-- Task inputs follows --

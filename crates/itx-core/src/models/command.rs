//! Application command records
//!
//! A `Command` is what gets registered with the platform. Subcommands are kept
//! as separate records by the registry and folded back into `SubCommand` options
//! only when the command list is exported.

use serde::{Deserialize, Serialize};
use serde_json::Value;

use crate::value_objects::{Permissions, Snowflake};

/// Kind of application command
#[derive(Debug, Clone, Copy, PartialEq, Eq, Hash, Default)]
#[repr(u8)]
pub enum CommandType {
    /// Slash command typed into the chat input
    #[default]
    ChatInput = 1,
    /// Entry in a user's context menu
    User = 2,
    /// Entry in a message's context menu
    Message = 3,
}

impl CommandType {
    pub fn from_u8(value: u8) -> Option<Self> {
        match value {
            1 => Some(Self::ChatInput),
            2 => Some(Self::User),
            3 => Some(Self::Message),
            _ => None,
        }
    }

    #[inline]
    pub const fn as_u8(self) -> u8 {
        self as u8
    }
}

u8_wire_format!(CommandType, "command type");

/// Kind of a command option
#[derive(Debug, Clone, Copy, PartialEq, Eq, Hash)]
#[repr(u8)]
pub enum OptionType {
    SubCommand = 1,
    SubCommandGroup = 2,
    String = 3,
    /// Any integer between -2^53 and 2^53
    Integer = 4,
    Boolean = 5,
    User = 6,
    /// Includes all channel types and categories
    Channel = 7,
    Role = 8,
    /// Includes users and roles
    Mentionable = 9,
    /// Any double between -2^53 and 2^53
    Number = 10,
    Attachment = 11,
}

impl OptionType {
    pub fn from_u8(value: u8) -> Option<Self> {
        match value {
            1 => Some(Self::SubCommand),
            2 => Some(Self::SubCommandGroup),
            3 => Some(Self::String),
            4 => Some(Self::Integer),
            5 => Some(Self::Boolean),
            6 => Some(Self::User),
            7 => Some(Self::Channel),
            8 => Some(Self::Role),
            9 => Some(Self::Mentionable),
            10 => Some(Self::Number),
            11 => Some(Self::Attachment),
            _ => None,
        }
    }

    #[inline]
    pub const fn as_u8(self) -> u8 {
        self as u8
    }

    /// Whether options of this kind nest further options
    #[inline]
    pub const fn is_subcommand(self) -> bool {
        matches!(self, Self::SubCommand | Self::SubCommandGroup)
    }
}

u8_wire_format!(OptionType, "option type");

/// Where a command may be invoked
#[derive(Debug, Clone, Copy, PartialEq, Eq, Hash)]
#[repr(u8)]
pub enum InteractionContextType {
    Guild = 0,
    BotDm = 1,
    PrivateChannel = 2,
}

impl InteractionContextType {
    pub fn from_u8(value: u8) -> Option<Self> {
        match value {
            0 => Some(Self::Guild),
            1 => Some(Self::BotDm),
            2 => Some(Self::PrivateChannel),
            _ => None,
        }
    }

    #[inline]
    pub const fn as_u8(self) -> u8 {
        self as u8
    }
}

u8_wire_format!(InteractionContextType, "interaction context type");

/// Predefined value a user may pick for an option
#[derive(Debug, Clone, PartialEq, Serialize, Deserialize)]
pub struct Choice {
    pub name: String,
    pub value: Value,
}

impl Choice {
    pub fn new(name: impl Into<String>, value: impl Into<Value>) -> Self {
        Self {
            name: name.into(),
            value: value.into(),
        }
    }
}

/// Option definition attached to a command
#[derive(Debug, Clone, PartialEq, Serialize, Deserialize)]
pub struct CommandOption {
    #[serde(rename = "type")]
    pub kind: OptionType,
    pub name: String,
    #[serde(default)]
    pub description: String,
    #[serde(default, skip_serializing_if = "std::ops::Not::not")]
    pub required: bool,
    #[serde(default, skip_serializing_if = "Vec::is_empty")]
    pub choices: Vec<Choice>,
    #[serde(default, skip_serializing_if = "Vec::is_empty")]
    pub options: Vec<CommandOption>,
    #[serde(default, skip_serializing_if = "Vec::is_empty")]
    pub channel_types: Vec<u8>,
    #[serde(default, skip_serializing_if = "Option::is_none")]
    pub min_value: Option<f64>,
    #[serde(default, skip_serializing_if = "Option::is_none")]
    pub max_value: Option<f64>,
    #[serde(default, skip_serializing_if = "Option::is_none")]
    pub min_length: Option<u16>,
    #[serde(default, skip_serializing_if = "Option::is_none")]
    pub max_length: Option<u16>,
    #[serde(default, skip_serializing_if = "std::ops::Not::not")]
    pub autocomplete: bool,
}

impl CommandOption {
    pub fn new(kind: OptionType, name: impl Into<String>, description: impl Into<String>) -> Self {
        Self {
            kind,
            name: name.into(),
            description: description.into(),
            required: false,
            choices: Vec::new(),
            options: Vec::new(),
            channel_types: Vec::new(),
            min_value: None,
            max_value: None,
            min_length: None,
            max_length: None,
            autocomplete: false,
        }
    }

    pub fn required(mut self) -> Self {
        self.required = true;
        self
    }

    pub fn autocomplete(mut self) -> Self {
        self.autocomplete = true;
        self
    }

    pub fn choice(mut self, choice: Choice) -> Self {
        self.choices.push(choice);
        self
    }

    pub fn range(mut self, min: f64, max: f64) -> Self {
        self.min_value = Some(min);
        self.max_value = Some(max);
        self
    }

    pub fn option(mut self, option: CommandOption) -> Self {
        self.options.push(option);
        self
    }
}

/// Application command as registered with the platform
#[derive(Debug, Clone, PartialEq, Serialize, Deserialize)]
pub struct Command {
    #[serde(default, skip_serializing_if = "Option::is_none")]
    pub id: Option<Snowflake>,
    /// Left empty by callers; the registry fills in `ChatInput`
    #[serde(rename = "type", default, skip_serializing_if = "Option::is_none")]
    pub kind: Option<CommandType>,
    #[serde(default, skip_serializing_if = "Option::is_none")]
    pub application_id: Option<Snowflake>,
    #[serde(default, skip_serializing_if = "Option::is_none")]
    pub guild_id: Option<Snowflake>,
    pub name: String,
    #[serde(default)]
    pub description: String,
    #[serde(default, skip_serializing_if = "Vec::is_empty")]
    pub options: Vec<CommandOption>,
    #[serde(default, skip_serializing_if = "Option::is_none")]
    pub default_member_permissions: Option<Permissions>,
    #[serde(default, skip_serializing_if = "Option::is_none")]
    pub contexts: Option<Vec<InteractionContextType>>,
    #[serde(default, skip_serializing_if = "std::ops::Not::not")]
    pub nsfw: bool,
}

impl Command {
    pub fn new(name: impl Into<String>, description: impl Into<String>) -> Self {
        Self {
            id: None,
            kind: None,
            application_id: None,
            guild_id: None,
            name: name.into(),
            description: description.into(),
            options: Vec::new(),
            default_member_permissions: None,
            contexts: None,
            nsfw: false,
        }
    }

    pub fn kind(mut self, kind: CommandType) -> Self {
        self.kind = Some(kind);
        self
    }

    pub fn option(mut self, option: CommandOption) -> Self {
        self.options.push(option);
        self
    }

    pub fn default_member_permissions(mut self, permissions: Permissions) -> Self {
        self.default_member_permissions = Some(permissions);
        self
    }

    pub fn contexts(mut self, contexts: Vec<InteractionContextType>) -> Self {
        self.contexts = Some(contexts);
        self
    }

    /// Whether any option of this command requests autocomplete
    pub fn has_autocomplete(&self) -> bool {
        self.options.iter().any(|option| option.autocomplete)
    }
}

-- Task inputs concluded --

Directions - Please go through the material and return each line where the word "registry" appears.

Output for this task -
//! as separate records by the registry and folded back into `SubCommand` options
    /// Left empty by callers; the registry fills in `ChatInput`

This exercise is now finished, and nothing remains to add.